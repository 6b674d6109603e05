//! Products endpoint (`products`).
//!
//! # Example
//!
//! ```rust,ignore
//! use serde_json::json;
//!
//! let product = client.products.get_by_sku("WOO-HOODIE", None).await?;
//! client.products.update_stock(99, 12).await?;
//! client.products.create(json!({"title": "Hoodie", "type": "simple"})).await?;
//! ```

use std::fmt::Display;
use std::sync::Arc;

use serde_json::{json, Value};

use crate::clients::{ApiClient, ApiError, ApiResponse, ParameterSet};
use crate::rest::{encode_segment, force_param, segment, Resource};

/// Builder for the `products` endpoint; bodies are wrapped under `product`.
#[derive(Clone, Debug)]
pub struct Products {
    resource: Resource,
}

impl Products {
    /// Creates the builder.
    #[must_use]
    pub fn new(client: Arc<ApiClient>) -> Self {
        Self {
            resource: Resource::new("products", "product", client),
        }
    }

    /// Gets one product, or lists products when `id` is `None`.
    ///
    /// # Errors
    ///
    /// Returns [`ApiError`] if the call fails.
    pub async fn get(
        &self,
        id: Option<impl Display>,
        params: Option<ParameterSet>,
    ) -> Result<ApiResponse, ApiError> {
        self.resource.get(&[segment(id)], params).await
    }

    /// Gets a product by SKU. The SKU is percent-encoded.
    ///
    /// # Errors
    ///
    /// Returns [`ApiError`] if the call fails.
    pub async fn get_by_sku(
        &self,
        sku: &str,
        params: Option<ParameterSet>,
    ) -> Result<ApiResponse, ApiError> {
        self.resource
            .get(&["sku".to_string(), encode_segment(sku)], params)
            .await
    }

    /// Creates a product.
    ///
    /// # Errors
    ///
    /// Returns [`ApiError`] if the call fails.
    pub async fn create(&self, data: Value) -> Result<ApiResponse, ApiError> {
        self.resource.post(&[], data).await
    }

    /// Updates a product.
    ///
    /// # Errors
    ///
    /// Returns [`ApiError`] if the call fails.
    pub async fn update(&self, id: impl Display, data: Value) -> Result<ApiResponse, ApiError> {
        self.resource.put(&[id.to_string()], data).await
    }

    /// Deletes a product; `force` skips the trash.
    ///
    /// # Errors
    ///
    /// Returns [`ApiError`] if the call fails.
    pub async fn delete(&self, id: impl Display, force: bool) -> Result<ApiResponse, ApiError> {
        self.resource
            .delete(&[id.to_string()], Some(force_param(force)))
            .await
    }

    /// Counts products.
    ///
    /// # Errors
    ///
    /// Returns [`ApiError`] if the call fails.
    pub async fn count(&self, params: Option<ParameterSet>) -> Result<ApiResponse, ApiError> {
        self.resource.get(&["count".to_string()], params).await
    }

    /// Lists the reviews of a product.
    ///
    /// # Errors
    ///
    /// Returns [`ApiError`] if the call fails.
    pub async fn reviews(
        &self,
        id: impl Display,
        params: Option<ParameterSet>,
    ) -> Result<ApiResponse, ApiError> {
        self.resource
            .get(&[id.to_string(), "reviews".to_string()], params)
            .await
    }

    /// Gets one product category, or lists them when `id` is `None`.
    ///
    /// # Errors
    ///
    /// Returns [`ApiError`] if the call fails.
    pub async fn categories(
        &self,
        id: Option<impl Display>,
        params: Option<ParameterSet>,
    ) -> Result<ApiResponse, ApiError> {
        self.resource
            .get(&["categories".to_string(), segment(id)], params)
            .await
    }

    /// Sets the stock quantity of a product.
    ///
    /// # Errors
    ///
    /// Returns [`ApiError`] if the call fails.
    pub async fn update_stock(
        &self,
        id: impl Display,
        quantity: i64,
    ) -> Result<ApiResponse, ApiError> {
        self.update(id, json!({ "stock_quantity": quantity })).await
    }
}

--

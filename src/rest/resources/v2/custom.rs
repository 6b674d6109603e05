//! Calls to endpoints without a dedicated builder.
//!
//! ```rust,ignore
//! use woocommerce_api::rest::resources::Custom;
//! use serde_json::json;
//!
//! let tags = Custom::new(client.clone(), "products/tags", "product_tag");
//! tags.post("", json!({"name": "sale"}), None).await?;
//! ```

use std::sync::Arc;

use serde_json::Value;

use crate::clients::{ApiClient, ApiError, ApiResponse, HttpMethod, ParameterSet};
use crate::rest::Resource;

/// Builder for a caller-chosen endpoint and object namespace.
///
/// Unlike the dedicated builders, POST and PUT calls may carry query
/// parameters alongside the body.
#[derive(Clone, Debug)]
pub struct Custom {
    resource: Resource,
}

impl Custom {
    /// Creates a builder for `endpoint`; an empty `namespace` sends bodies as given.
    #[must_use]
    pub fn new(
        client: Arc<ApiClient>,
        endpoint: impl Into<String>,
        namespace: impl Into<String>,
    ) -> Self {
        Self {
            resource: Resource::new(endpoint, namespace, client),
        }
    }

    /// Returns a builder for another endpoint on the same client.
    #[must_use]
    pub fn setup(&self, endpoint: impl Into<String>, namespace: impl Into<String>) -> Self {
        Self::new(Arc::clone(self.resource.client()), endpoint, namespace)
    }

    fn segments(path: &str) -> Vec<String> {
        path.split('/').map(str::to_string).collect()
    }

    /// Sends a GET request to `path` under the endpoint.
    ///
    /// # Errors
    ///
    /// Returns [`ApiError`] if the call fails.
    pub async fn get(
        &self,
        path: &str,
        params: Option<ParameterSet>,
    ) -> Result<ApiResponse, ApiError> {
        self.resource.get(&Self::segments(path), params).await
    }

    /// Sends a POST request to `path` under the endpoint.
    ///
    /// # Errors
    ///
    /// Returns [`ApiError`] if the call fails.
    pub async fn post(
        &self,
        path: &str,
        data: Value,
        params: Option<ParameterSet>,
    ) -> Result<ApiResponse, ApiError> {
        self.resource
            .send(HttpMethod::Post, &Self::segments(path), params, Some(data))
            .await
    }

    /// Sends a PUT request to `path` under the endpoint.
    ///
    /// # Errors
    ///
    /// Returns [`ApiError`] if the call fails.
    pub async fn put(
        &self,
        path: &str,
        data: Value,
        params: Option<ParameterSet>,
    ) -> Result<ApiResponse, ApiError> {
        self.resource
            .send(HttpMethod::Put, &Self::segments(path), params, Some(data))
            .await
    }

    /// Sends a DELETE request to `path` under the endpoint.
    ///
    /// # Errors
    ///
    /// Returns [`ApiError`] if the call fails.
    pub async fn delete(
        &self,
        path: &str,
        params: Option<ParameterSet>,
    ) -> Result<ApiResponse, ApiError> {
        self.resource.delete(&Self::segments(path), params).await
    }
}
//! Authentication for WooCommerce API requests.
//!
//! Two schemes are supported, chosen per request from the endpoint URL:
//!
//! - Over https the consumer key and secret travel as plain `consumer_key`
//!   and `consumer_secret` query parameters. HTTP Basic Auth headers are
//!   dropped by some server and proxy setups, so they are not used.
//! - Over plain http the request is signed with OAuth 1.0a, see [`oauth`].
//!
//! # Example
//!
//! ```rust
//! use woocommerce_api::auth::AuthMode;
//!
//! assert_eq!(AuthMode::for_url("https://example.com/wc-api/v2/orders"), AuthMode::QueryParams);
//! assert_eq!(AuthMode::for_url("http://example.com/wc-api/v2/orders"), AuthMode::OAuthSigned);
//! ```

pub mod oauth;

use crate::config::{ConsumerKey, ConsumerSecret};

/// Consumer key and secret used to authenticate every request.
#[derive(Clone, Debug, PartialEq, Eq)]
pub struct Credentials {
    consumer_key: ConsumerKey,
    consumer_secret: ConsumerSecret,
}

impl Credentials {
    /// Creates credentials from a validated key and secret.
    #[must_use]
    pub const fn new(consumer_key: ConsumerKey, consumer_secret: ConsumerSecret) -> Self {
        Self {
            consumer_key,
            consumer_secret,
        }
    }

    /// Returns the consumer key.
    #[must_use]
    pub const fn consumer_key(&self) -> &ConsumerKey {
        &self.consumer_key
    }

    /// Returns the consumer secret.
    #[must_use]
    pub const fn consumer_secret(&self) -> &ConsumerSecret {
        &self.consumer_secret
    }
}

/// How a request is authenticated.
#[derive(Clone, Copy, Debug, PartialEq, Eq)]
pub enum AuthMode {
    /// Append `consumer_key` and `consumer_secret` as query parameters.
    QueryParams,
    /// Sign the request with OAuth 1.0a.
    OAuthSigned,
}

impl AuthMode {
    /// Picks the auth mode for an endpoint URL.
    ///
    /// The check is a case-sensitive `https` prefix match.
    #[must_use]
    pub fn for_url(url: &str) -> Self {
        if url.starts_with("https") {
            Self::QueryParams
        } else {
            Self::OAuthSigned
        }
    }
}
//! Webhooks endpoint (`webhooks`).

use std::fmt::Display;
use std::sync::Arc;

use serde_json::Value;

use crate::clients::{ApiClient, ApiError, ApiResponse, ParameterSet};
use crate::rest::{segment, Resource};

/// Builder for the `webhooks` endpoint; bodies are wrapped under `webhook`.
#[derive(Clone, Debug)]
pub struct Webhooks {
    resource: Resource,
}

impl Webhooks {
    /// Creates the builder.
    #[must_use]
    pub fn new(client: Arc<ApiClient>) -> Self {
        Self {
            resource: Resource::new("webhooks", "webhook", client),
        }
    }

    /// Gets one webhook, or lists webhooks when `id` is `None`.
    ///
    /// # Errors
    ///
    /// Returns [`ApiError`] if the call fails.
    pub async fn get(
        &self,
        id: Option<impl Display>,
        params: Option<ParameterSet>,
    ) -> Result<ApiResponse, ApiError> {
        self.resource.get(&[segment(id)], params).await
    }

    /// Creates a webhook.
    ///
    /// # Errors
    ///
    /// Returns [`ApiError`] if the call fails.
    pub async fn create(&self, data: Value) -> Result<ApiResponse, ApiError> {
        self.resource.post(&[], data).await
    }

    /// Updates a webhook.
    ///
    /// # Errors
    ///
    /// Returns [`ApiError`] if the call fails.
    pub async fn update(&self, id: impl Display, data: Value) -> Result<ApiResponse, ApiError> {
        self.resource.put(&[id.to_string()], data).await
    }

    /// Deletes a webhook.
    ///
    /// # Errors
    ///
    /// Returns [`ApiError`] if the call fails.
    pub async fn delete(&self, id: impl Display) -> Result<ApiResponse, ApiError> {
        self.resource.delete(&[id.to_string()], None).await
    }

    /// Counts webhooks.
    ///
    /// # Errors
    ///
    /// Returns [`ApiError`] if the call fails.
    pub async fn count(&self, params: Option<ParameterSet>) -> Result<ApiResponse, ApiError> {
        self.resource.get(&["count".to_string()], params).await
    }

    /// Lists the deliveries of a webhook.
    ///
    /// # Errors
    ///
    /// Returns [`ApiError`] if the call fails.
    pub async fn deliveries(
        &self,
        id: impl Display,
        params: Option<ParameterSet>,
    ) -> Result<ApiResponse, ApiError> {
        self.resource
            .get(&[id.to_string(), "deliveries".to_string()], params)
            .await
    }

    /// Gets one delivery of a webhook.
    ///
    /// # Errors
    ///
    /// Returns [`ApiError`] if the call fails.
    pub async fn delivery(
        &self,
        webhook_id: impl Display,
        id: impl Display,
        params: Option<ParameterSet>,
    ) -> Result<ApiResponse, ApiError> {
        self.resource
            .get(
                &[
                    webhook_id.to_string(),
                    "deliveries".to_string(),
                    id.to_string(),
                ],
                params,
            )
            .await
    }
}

» **Aim of the task**
Show all lines in the records above that hold "PartialEq".

» **Task answer**
#[derive(Clone, Debug, PartialEq, Eq)]
#[derive(Clone, Copy, Debug, PartialEq, Eq)]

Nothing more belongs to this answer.